### GIVEN RECORDS ###

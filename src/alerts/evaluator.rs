//! Computes the value a rule's query refers to from the local metric store

use std::collections::HashMap;
use std::time::Duration;

use super::query::{BurnRateQuery, ErrorBudgetQuery, MetricQuery, QueryExpr};
use super::rule::Slo;
use crate::telemetry::{Aggregation, MetricStore};

/// Reads windows out of a [`MetricStore`]
pub struct Evaluator<'a> {
    store: &'a MetricStore,
    slos: &'a HashMap<String, Slo>,
}

impl<'a> Evaluator<'a> {
    pub fn new(store: &'a MetricStore, slos: &'a HashMap<String, Slo>) -> Self {
        Self { store, slos }
    }

    /// Value of the expression at `now_ms`, or `None` when there is no data
    pub fn value(&self, expr: &QueryExpr, now_ms: i64) -> Result<Option<f64>, CheckError> {
        match expr {
            QueryExpr::Metric(query) => Ok(self.metric(query, now_ms)),
            QueryExpr::BurnRate(query) => self.burn_rate(query, now_ms),
            QueryExpr::ErrorBudget(query) => self.error_budget(query, now_ms),
        }
    }

    fn metric(&self, query: &MetricQuery, now_ms: i64) -> Option<f64> {
        let from = now_ms - window_ms(query.window);
        self.store
            .aggregate(&query.metric, &query.scope, query.time_aggregation, from, now_ms)
    }

    fn slo(&self, id: &str) -> Result<&Slo, CheckError> {
        self.slos
            .get(id)
            .ok_or_else(|| CheckError::UnknownSlo(id.to_string()))
    }

    /// Bad / total over the window; `None` when no requests were counted
    pub fn error_ratio(&self, slo: &Slo, window: Duration, now_ms: i64) -> Option<f64> {
        let from = now_ms - window_ms(window);
        let total = self
            .store
            .aggregate(&slo.total_metric, &slo.scope, Aggregation::Sum, from, now_ms)?;
        if total <= 0.0 {
            return None;
        }
        let good = self
            .store
            .aggregate(&slo.good_metric, &slo.scope, Aggregation::Sum, from, now_ms)
            .unwrap_or(0.0);

        Some(((total - good) / total).clamp(0.0, 1.0))
    }

    /// Burn rate over a single window: error ratio over the budgeted ratio
    pub fn window_burn_rate(&self, slo: &Slo, window: Duration, now_ms: i64) -> Option<f64> {
        let ratio = self.error_ratio(slo, window, now_ms)?;
        Some(ratio / slo.error_budget_fraction())
    }

    /// Both windows have to burn fast for the rule to fire, so the
    /// evaluated value is the smaller of the two
    fn burn_rate(&self, query: &BurnRateQuery, now_ms: i64) -> Result<Option<f64>, CheckError> {
        let slo = self.slo(&query.slo_id)?;
        let long = self.window_burn_rate(slo, query.long_window, now_ms);
        let short = self.window_burn_rate(slo, query.short_window, now_ms);

        Ok(match (long, short) {
            (Some(long), Some(short)) => Some(long.min(short)),
            _ => None,
        })
    }

    /// Percentage of the timeframe's error budget already spent
    fn error_budget(
        &self,
        query: &ErrorBudgetQuery,
        now_ms: i64,
    ) -> Result<Option<f64>, CheckError> {
        let slo = self.slo(&query.slo_id)?;
        Ok(self
            .error_ratio(slo, query.timeframe, now_ms)
            .map(|ratio| ratio / slo.error_budget_fraction() * 100.0))
    }
}

fn window_ms(window: Duration) -> i64 {
    window.as_millis().min(i64::MAX as u128) as i64
}

/// Alert check errors
#[derive(Debug, thiserror::Error)]
pub enum CheckError {
    #[error("Unknown SLO: {0}")]
    UnknownSlo(String),
}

###

For every line of the material that holds the word "UnknownSlo", make a copy.

• **RESPONSE BELOW**:
            .ok_or_else(|| CheckError::UnknownSlo(id.to_string()))
    UnknownSlo(String),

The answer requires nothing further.